# Nein-Reis's Exotic and european car builds



## nein-reis (Dec 31, 2012)

Instead of building a bunch of threads for each kit, I'll take a hint from the res tof you and start one on-going "garage thread". With my first model out of the way, I can start another. 

My Lamborghini Countache Lp500S is finished:









Now, whats next? 










Lets do the other cheaper Revell Kit, I'm still learning. this will be my second ever model kit.

So the Ferrari 458 Italia build begins.










I began by prepping the body, getting rid of flash marks, seams, sink holes, and deepening the panel lines.


----------



## nein-reis (Dec 31, 2012)

Then onto the engine.
Looks like I still have some clean-up work to do on the accessories and belts when looked at under a macro lens. 




























From online photos I found, looks like the 458 uses a titanium exhaust and headers. Titanium exhaust turns into blue/purple/red/yellow colors when welded or in high heat areas. I wanted to replicate that look.




























And thats it for now. Body is prepped for primer and engine work is well underway.


----------



## Pete McKay (Dec 20, 2006)

Great job Tyler, looks fantastic! Love the heat bluing on the exhaust.


----------



## scottnkat (May 11, 2006)

Hey, that looks pretty darn good - I like the coloring on the exhaust. The Revell Ferrari kits are typically pretty good looking once they are all together - this should be downright pretty!


----------



## nein-reis (Dec 31, 2012)

scottnkat said:


> Hey, that looks pretty darn good - I like the coloring on the exhaust. The Revell Ferrari kits are typically pretty good looking once they are all together - this should be downright pretty!


So far this kit is MUCH better to put together than the Lamborghini was... much much much better quality. However still nothing compared to the two Tamiya kits I have sitting there... just comparing the parts in the sprus. Especially the Tamiya F60 F1 kit, that thing is incredibly nice... I'm holding off until I put together a lot of models before hitting that one. Dont want to ruin it.
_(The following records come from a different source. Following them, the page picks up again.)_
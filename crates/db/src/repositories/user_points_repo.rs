//! Repository for the `user_points` counter.

use sqlx::{PgConnection, PgPool};
use studyhub_core::types::{DbId, Timestamp};

use crate::models::user_points::UserPoints;

/// Column list for `user_points` queries.
const COLUMNS: &str = "user_id, total_points, last_activity_at, updated_at";

/// Atomic point counter operations.
pub struct UserPointsRepo;

impl UserPointsRepo {
    /// Add `delta` to a user's total, creating the row if needed.
    ///
    /// The update is a single `total_points = total_points + delta` statement,
    /// so concurrent awards for the same user never lose an increment.
    /// `activity_at` advances `last_activity_at` (never moves it backwards);
    /// pass `None` for system-generated awards.
    pub async fn increment(
        conn: &mut PgConnection,
        user_id: DbId,
        delta: i64,
        activity_at: Option<Timestamp>,
    ) -> Result<UserPoints, sqlx::Error> {
        let query = format!(
            "INSERT INTO user_points (user_id, total_points, last_activity_at) \
             VALUES ($1, $2, $3) \
             ON CONFLICT (user_id) DO UPDATE SET \
                 total_points = user_points.total_points + EXCLUDED.total_points, \
                 last_activity_at = GREATEST(user_points.last_activity_at, EXCLUDED.last_activity_at), \
                 updated_at = NOW() \
             RETURNING {COLUMNS}"
        );
        sqlx::query_as::<_, UserPoints>(&query)
            .bind(user_id)
            .bind(delta)
            .bind(activity_at)
            .fetch_one(conn)
            .await
    }

    /// Current counter for a user, if they have ever been awarded points.
    pub async fn find(pool: &PgPool, user_id: DbId) -> Result<Option<UserPoints>, sqlx::Error> {
        let query = format!("SELECT {COLUMNS} FROM user_points WHERE user_id = $1");
        sqlx::query_as::<_, UserPoints>(&query)
            .bind(user_id)
            .fetch_optional(pool)
            .await
    }
}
But yes, this Revell Ferrari is a higher quality kit then my last one without a doubt.


----------



## nein-reis (Dec 31, 2012)

I was able to get quite a bit done over the weekend on this car, I'm really enjoying this kit.

Exhaust is on the engine:



















And all the suspension components are fisnished and ready for the chassis:


----------



## nein-reis (Dec 31, 2012)

So chassis, suspension, engine/trans install work can begin:


----------



## nein-reis (Dec 31, 2012)

Body is primed, and painted in Barcelona Red (no clear or gloss coat):



















Completed chassis:










Decals, clear coat, and gloss coat applied... in a few days I can start sanding the gloss coat to a mirror clean finish:


----------



## nein-reis (Dec 31, 2012)

And I started on the interior, just finished the first coat of paint:










Thats it, going to be busy this week so we will see if I get to do more.


----------



## scottnkat (May 11, 2006)

That is really looking sharp! I love that red you used for the body! I think I have this kit in my stash - if not, I may have to pick it up. You make it look fantastic


----------



## nein-reis (Dec 31, 2012)

scottnkat said:


> That is really looking sharp! I love that red you used for the body! I think I have this kit in my stash - if not, I may have to pick it up. You make it look fantastic


Thanks Scott! This is a really fun kit, I've enjoyed it a lot so far. MUCH better than the lambo kit.


----------



## nein-reis (Dec 31, 2012)

Well, interior is finished up and I'm happy with it. Red/black is rather eye catching in the red body.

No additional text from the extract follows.